◆ **Task description**: For the word "AppConfig", count the lines of the data that include it and give only the total.

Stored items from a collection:
--- START ---

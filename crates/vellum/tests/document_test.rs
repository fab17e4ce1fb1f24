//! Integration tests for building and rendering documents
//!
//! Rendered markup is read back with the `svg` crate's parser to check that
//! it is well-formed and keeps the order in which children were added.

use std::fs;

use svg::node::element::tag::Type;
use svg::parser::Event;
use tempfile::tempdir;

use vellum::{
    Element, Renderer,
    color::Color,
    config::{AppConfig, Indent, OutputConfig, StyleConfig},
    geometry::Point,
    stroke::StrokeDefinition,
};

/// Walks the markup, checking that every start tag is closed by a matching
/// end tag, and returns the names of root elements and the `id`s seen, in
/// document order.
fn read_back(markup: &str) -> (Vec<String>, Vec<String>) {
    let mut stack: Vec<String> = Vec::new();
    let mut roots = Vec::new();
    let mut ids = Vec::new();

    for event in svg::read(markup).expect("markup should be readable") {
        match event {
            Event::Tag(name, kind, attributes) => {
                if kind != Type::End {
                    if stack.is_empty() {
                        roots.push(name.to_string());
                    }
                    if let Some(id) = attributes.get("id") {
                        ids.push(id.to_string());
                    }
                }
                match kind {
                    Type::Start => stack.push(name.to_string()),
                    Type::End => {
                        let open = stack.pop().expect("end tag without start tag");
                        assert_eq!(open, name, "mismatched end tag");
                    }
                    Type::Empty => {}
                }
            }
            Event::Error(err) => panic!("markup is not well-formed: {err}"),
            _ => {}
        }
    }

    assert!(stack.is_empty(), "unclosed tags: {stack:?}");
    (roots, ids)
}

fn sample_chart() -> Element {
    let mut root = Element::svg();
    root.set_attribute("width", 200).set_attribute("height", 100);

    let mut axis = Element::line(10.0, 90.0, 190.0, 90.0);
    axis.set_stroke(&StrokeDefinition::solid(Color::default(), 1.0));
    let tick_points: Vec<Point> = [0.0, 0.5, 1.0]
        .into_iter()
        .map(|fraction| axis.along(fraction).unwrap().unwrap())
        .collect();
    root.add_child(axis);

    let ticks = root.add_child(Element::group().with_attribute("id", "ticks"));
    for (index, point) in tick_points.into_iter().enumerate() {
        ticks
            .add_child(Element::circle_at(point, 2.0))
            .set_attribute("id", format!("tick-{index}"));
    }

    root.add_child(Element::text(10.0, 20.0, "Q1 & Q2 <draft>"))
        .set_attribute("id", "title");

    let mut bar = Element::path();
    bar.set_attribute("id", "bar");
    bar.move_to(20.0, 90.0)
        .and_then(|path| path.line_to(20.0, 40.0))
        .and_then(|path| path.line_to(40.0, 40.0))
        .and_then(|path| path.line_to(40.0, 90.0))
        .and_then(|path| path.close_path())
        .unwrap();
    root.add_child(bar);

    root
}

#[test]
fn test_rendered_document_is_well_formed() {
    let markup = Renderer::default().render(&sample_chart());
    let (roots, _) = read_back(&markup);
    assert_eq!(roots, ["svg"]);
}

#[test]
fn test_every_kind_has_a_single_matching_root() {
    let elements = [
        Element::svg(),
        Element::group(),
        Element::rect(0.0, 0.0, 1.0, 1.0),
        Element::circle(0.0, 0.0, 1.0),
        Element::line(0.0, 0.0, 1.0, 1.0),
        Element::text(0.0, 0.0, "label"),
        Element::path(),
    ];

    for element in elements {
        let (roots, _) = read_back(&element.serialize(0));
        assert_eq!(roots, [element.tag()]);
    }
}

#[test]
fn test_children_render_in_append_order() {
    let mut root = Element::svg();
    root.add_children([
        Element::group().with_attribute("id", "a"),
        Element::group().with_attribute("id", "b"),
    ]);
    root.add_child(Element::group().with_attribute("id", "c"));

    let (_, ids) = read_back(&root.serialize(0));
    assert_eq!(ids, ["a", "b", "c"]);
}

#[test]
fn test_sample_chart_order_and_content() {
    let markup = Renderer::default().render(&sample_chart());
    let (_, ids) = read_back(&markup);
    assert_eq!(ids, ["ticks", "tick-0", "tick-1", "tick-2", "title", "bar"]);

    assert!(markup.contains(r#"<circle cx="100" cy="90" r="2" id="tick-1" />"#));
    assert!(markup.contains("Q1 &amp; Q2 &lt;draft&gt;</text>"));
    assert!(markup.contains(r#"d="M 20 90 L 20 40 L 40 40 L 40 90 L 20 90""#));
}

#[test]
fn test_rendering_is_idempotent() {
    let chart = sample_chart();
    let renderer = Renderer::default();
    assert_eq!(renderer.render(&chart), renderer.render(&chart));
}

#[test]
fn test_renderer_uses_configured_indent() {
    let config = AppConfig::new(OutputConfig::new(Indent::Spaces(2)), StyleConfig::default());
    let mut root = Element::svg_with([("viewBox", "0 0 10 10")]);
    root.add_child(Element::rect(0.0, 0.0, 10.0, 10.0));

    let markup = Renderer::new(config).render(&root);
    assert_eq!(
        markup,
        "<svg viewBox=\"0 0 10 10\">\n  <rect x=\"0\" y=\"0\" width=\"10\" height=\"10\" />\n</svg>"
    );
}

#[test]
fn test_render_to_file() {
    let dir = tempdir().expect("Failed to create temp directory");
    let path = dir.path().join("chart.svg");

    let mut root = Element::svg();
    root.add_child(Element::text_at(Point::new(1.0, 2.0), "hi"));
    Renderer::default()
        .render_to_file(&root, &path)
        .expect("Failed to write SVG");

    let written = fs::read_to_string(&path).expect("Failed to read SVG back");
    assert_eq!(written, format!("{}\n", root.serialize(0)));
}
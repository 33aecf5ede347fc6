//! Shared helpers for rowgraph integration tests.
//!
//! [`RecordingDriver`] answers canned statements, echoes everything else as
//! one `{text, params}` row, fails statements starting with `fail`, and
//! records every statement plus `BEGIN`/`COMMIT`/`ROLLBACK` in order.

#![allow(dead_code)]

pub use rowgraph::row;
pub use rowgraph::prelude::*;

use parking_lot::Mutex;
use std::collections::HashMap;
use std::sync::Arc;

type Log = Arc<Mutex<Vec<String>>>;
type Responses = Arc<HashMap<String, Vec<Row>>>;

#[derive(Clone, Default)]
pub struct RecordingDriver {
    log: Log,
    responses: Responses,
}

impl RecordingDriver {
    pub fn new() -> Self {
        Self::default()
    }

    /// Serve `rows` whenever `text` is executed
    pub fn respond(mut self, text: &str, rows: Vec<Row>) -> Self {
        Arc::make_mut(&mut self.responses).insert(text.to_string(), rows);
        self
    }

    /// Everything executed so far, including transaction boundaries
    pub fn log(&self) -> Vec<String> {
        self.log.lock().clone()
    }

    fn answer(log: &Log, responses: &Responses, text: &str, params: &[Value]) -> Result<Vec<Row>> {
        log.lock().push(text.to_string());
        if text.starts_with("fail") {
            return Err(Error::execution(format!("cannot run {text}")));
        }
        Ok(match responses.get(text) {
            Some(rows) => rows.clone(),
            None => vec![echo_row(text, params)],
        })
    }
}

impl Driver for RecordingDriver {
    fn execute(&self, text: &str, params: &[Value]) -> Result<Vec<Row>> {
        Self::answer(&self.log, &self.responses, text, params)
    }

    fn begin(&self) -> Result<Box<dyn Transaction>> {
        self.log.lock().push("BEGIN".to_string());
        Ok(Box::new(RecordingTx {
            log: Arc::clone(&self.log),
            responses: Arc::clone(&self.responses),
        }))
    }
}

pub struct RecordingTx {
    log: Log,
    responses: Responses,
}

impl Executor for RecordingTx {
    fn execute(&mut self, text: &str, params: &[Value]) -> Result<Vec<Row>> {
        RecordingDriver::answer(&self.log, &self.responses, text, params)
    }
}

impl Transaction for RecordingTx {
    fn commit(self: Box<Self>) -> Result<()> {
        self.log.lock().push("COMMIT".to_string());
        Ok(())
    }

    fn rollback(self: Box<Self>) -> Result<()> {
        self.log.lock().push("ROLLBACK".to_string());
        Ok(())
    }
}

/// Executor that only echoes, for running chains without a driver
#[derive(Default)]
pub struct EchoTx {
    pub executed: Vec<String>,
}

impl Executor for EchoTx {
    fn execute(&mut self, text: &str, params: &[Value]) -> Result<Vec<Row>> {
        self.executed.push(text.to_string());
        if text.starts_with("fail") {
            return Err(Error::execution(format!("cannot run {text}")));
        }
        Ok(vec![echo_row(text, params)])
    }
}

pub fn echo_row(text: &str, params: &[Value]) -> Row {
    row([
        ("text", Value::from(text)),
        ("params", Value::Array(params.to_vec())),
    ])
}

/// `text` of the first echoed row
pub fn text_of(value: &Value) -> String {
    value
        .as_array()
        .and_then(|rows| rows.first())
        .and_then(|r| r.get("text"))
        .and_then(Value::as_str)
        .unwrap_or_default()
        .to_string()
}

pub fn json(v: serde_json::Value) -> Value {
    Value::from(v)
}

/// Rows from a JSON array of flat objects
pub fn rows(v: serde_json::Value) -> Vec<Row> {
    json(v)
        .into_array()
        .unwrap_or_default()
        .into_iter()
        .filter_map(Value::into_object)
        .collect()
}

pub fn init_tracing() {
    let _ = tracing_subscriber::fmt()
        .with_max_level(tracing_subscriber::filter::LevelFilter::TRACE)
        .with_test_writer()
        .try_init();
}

--- END ---

◆ **Answer box**: 2